The maximum seed yield of clusterbean was obtained when imazethapyr @ 0.1 kg/ha at 20 days (PoE) + one hand weedings at 40 DAS (422 kg/ha), being statistically at par with pendimethalin @ 1 litre/ha (PE) + one hand weedings at 40 DAS (390 kg/ha) and pendimethalin @ 1 litre/ha (PE) + imazethapyr @ 0.1 kg/ha at 20 days (PoE) (392 kg/ha) which was significantly higher than other treatments (Table 5). Imazethapyr @ 0.1 kg/ha at 20 days (PoE) + one hand weedings at 40 DAS recorded 27.9 and 33.9% higher seed yield than imazethapyr @ 0.1 kg/ha at 20 days (PoE) and one hand weedings at 40 DAS, respectively. Weedy check treatment resulted in the lowest seed yield (190 kg/ha) in clusterbean. Pendimethalin @ 1 litre/ha (PE), One hand weeding at 20 DAS (days after sowing) and imazethapyr @ 0.1 kg/ha at 20 days (PoE) produced statistically similar seed yield of clusterbean. This may be due to additive effect of number of pods/plant, number of seeds/pod. Narkhede et al., (2000) observed that two hand weeding and hoeing in sesame significantly gave higher seed yield than rest of the integrated weed management practices.



Stover yield
 
Weed control practices significantly improved the stover yield of clusterbean (Table 5). The highest stover yield was recorded in imazethapyr @ 0.1 kg/ha at 20 days (PoE) + pendimethalin @ 1 litre/ha (PE), which was statistically at par with pendimethalin @ 1 litre/ha (PE) + one hand weedings at 40 DAS and imazethapyr @ 0.1 kg/ha at 20 days (PoE) + one hand weedings at 40 DAS but it was significantly higher than other treatments.
 
Economics
 
The net returns and benefit-cost ratio were maximum for imazethapyr @ 0.1 kg/ha at 20 days (PoE) + hand weeding at 40 DAS (T₆) (Table 4). It was followed by pendimethalin @ 1 litre/ha (PE) + hand weeding at 40 DAS (T₇) with B:C ratio of 3.20 and pendimethalin @ 1 litre/ha (PE)+ imazethapyr @ 0.1 kg/ha at 20 days (PoE) (T₈) with B:C ratio of 3.11.

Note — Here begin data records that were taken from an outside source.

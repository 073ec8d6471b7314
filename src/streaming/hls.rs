//! HLS streaming handlers.
//!
//! Playlists and segments come straight from the stream's muxer. The live
//! playlist read blocks until a segment exists, so it runs on the blocking
//! pool with the configured timeout. Dropping the request (client gone)
//! cancels the read and frees the blocking thread.

use axum::{
    extract::{Path, State},
    http::{header, StatusCode},
    response::{IntoResponse, Response},
};
use bytes::Bytes;
use hlsgate_media::hls::STREAM_PLAYLIST_NAME;
use hlsgate_media::{MuxerHandle, ReadCancel};
use std::time::Duration;

use super::PRIMARY_PLAYLIST_NAME;
use crate::server::AppContext;

const PLAYLIST_CONTENT_TYPE: &str = "application/vnd.apple.mpegurl";
const SEGMENT_CONTENT_TYPE: &str = "video/MP2T";

/// Serve a playlist or segment of a live stream.
pub async fn serve_file(
    State(ctx): State<AppContext>,
    Path((stream, file)): Path<(String, String)>,
) -> Result<Response, StatusCode> {
    let handle = ctx
        .streams
        .get(&stream)
        .map(|entry| entry.value().clone())
        .ok_or(StatusCode::NOT_FOUND)?;

    match file.as_str() {
        PRIMARY_PLAYLIST_NAME => Ok(playlist_response(handle.primary_playlist(), "max-age=60")),
        STREAM_PLAYLIST_NAME => {
            let timeout = Duration::from_secs(ctx.config.server.playlist_timeout_secs);
            stream_playlist(&stream, handle, timeout).await
        }
        _ => segment(&stream, &handle, &file),
    }
}

async fn stream_playlist(
    stream: &str,
    handle: MuxerHandle,
    timeout: Duration,
) -> Result<Response, StatusCode> {
    let guard = CancelOnDrop {
        handle: handle.clone(),
        cancel: ReadCancel::new(),
        armed: true,
    };
    let cancel = guard.cancel.clone();
    let body = tokio::task::spawn_blocking(move || {
        handle.stream_playlist_cancellable(timeout, &cancel)
    })
    .await
    .map_err(|e| {
        tracing::error!(stream = %stream, "Playlist reader failed: {}", e);
        StatusCode::INTERNAL_SERVER_ERROR
    })?;
    guard.disarm();

    match body {
        Some(body) if !body.is_empty() => Ok(playlist_response(body, "no-cache")),
        Some(_) => {
            tracing::debug!(stream = %stream, "Stream closed before any segment was ready");
            Err(StatusCode::SERVICE_UNAVAILABLE)
        }
        None => {
            tracing::debug!(stream = %stream, "No segment ready within {:?}", timeout);
            Err(StatusCode::SERVICE_UNAVAILABLE)
        }
    }
}

/// Releases the blocking playlist read if the request is dropped while
/// waiting, e.g. when the client disconnects.
struct CancelOnDrop {
    handle: MuxerHandle,
    cancel: ReadCancel,
    armed: bool,
}

impl CancelOnDrop {
    fn disarm(mut self) {
        self.armed = false;
    }
}

impl Drop for CancelOnDrop {
    fn drop(&mut self) {
        if self.armed {
            tracing::trace!("Playlist request dropped, cancelling read");
            self.handle.cancel_read(&self.cancel);
        }
    }
}

fn segment(stream: &str, handle: &MuxerHandle, file: &str) -> Result<Response, StatusCode> {
    match handle.segment(file) {
        Some(data) => Ok((
            StatusCode::OK,
            [
                (header::CONTENT_TYPE, SEGMENT_CONTENT_TYPE),
                (header::CACHE_CONTROL, "max-age=60"),
            ],
            data,
        )
            .into_response()),
        None => {
            tracing::trace!(stream = %stream, segment = %file, "Segment not found");
            Err(StatusCode::NOT_FOUND)
        }
    }
}

fn playlist_response(body: Bytes, cache_control: &'static str) -> Response {
    (
        StatusCode::OK,
        [
            (header::CONTENT_TYPE, PLAYLIST_CONTENT_TYPE),
            (header::CACHE_CONTROL, cache_control),
        ],
        body,
    )
        .into_response()
}
//! Deno Deploy through `deployctl`.

use serde::{Deserialize, Serialize};

use crate::container::Container;
use crate::error::Result;
use crate::executor::Executor;
use crate::paths::SOURCE_MOUNT;
use crate::secret::Secret;
use crate::tree::SourceTree;

pub const DENO_IMAGE: &str = "denoland/deno:alpine";
pub const TOKEN_ENV: &str = "DENO_DEPLOY_TOKEN";
const DEPLOYCTL_INSTALL: [&str; 5] = ["deno", "install", "-Arf", "--global", "jsr:@deno/deployctl"];

#[derive(Debug, Clone, PartialEq, Eq, Serialize, Deserialize)]
pub struct DenoDeployOptions {
    pub project: String,
    pub org: String,
    pub entrypoint: String,
    /// `--prod` when true, otherwise `--preview`.
    pub prod: bool,
    /// `deno task` to run before deploying.
    #[serde(default)]
    pub build_task: Option<String>,
    /// Paths passed as a single `--include=` list.
    #[serde(default)]
    pub include: Vec<String>,
    #[serde(default = "default_image")]
    pub image: String,
}

fn default_image() -> String {
    DENO_IMAGE.to_string()
}

impl DenoDeployOptions {
    pub fn new(project: impl Into<String>, org: impl Into<String>, entrypoint: impl Into<String>) -> Self {
        Self {
            project: project.into(),
            org: org.into(),
            entrypoint: entrypoint.into(),
            prod: false,
            build_task: None,
            include: Vec::new(),
            image: default_image(),
        }
    }

    pub fn deploy_command(&self) -> Vec<String> {
        let mode = if self.prod { "--prod" } else { "--preview" };
        let mut cmd: Vec<String> = [
            "deployctl",
            "deploy",
            mode,
            "--project",
            self.project.as_str(),
            "--org",
            self.org.as_str(),
            "--entrypoint",
            self.entrypoint.as_str(),
        ]
        .iter()
        .map(|s| s.to_string())
        .collect();
        if !self.include.is_empty() {
            cmd.push(format!("--include={}", self.include.join(",")));
        }
        cmd
    }
}

/// Deploy `source` and return `deployctl`'s stdout.
pub fn deno_deploy(
    executor: &dyn Executor,
    source: &SourceTree,
    token: &Secret,
    opts: &DenoDeployOptions,
) -> Result<String> {
    let mut container = Container::from_image(&opts.image)
        .with_secret_variable(TOKEN_ENV, token)
        .with_exec(DEPLOYCTL_INSTALL)
        .with_directory(SOURCE_MOUNT, source)
        .with_workdir(SOURCE_MOUNT);
    if let Some(task) = &opts.build_task {
        container = container.with_exec(["deno", "task", task.as_str()]);
    }
    container = container.with_exec(opts.deploy_command());

    tracing::info!(project = %opts.project, org = %opts.org, prod = opts.prod, "deploying to deno deploy");
    Ok(executor.run(&container, None)?.stdout)
}

#[cfg(test)]
mod tests {
    use super::*;
    use crate::executor::{RecordingExecutor, Response};

    #[test]
    fn preview_deploy_without_task() {
        let exec = RecordingExecutor::new()
            .respond(&["deployctl"], Response::ok("✔ Deployment complete."));
        let token = Secret::from_plaintext("deno", "ddp_secret");
        let source = SourceTree::from_files([("main.ts", "Deno.serve(() => new Response())")]).unwrap();
        let out = deno_deploy(&exec, &source, &token, &DenoDeployOptions::new("site", "acme", "main.ts"))
            .unwrap();
        assert_eq!(out, "✔ Deployment complete.");

        let commands: Vec<String> = exec.execs().iter().map(|e| e.command()).collect();
        assert_eq!(
            commands,
            vec![
                "deno install -Arf --global jsr:@deno/deployctl",
                "deployctl deploy --preview --project site --org acme --entrypoint main.ts",
            ]
        );
        let execs = exec.execs();
        assert_eq!(execs[0].secret_env, vec![TOKEN_ENV]);
        assert_eq!(execs[1].workdir, "/src");
    }

    #[test]
    fn prod_deploy_with_task_and_include() {
        let exec = RecordingExecutor::new();
        let token = Secret::from_plaintext("deno", "ddp_secret");
        let mut opts = DenoDeployOptions::new("docs", "acme", "serve.ts");
        opts.prod = true;
        opts.build_task = Some("lume-build".into());
        opts.include = vec!["site/".into(), "deno.json".into()];
        deno_deploy(&exec, &SourceTree::new(), &token, &opts).unwrap();

        let execs = exec.execs();
        assert_eq!(execs[1].command(), "deno task lume-build");
        assert_eq!(
            execs[2].args.last().map(String::as_str),
            Some("--include=site/,deno.json")
        );
        assert_eq!(execs[2].args[2], "--prod");
    }

    #[test]
    fn failing_task_stops_deploy() {
        let exec = RecordingExecutor::new()
            .respond(&["deno", "task"], Response::fail(1, "task not found"));
        let token = Secret::from_plaintext("deno", "t");
        let mut opts = DenoDeployOptions::new("docs", "acme", "serve.ts");
        opts.build_task = Some("missing".into());
        assert!(deno_deploy(&exec, &SourceTree::new(), &token, &opts).is_err());
        assert!(exec.execs().iter().all(|e| e.args[0] != "deployctl"));
    }
}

Generally, farmers sow clusterbean on rainfed conditions but seldom adopt weed control practices in it. It becomes very difficult and uneconomical to maintain weed free environment throughout crop period in rainfed conditions. Keeping the field weed free with 2-3 hand weedings is laborious, time consuming and costlier weed management practice. In clusterbean which is a rainfed crop and application of pendimethalin or imazethapyr alone is not found effective to control weeds under such conditions. Imazethapyr @ 0.1 kg/ha at 20 days (PoE) + one hand weedings at 40 DAS recorded 27.9 and 33.9% higher seed yield than imazethapyr @ 0.1 kg/ha at 20 days (PoE) and one hand weedings at 40 DAS, respectively. The net returns and benefit: cost ratio were higher under imazethapyr @ 0.1 kg/ha at 20 days (PoE) + hand weeding at 40 DAS (T₆). Therefore, imazethapyr @ 0.1 kg/ha at 20 days (PoE) + one hand weedings at 40 DAS was found the most effective and economic approach for weed control in clusterbean under rainfed conditions.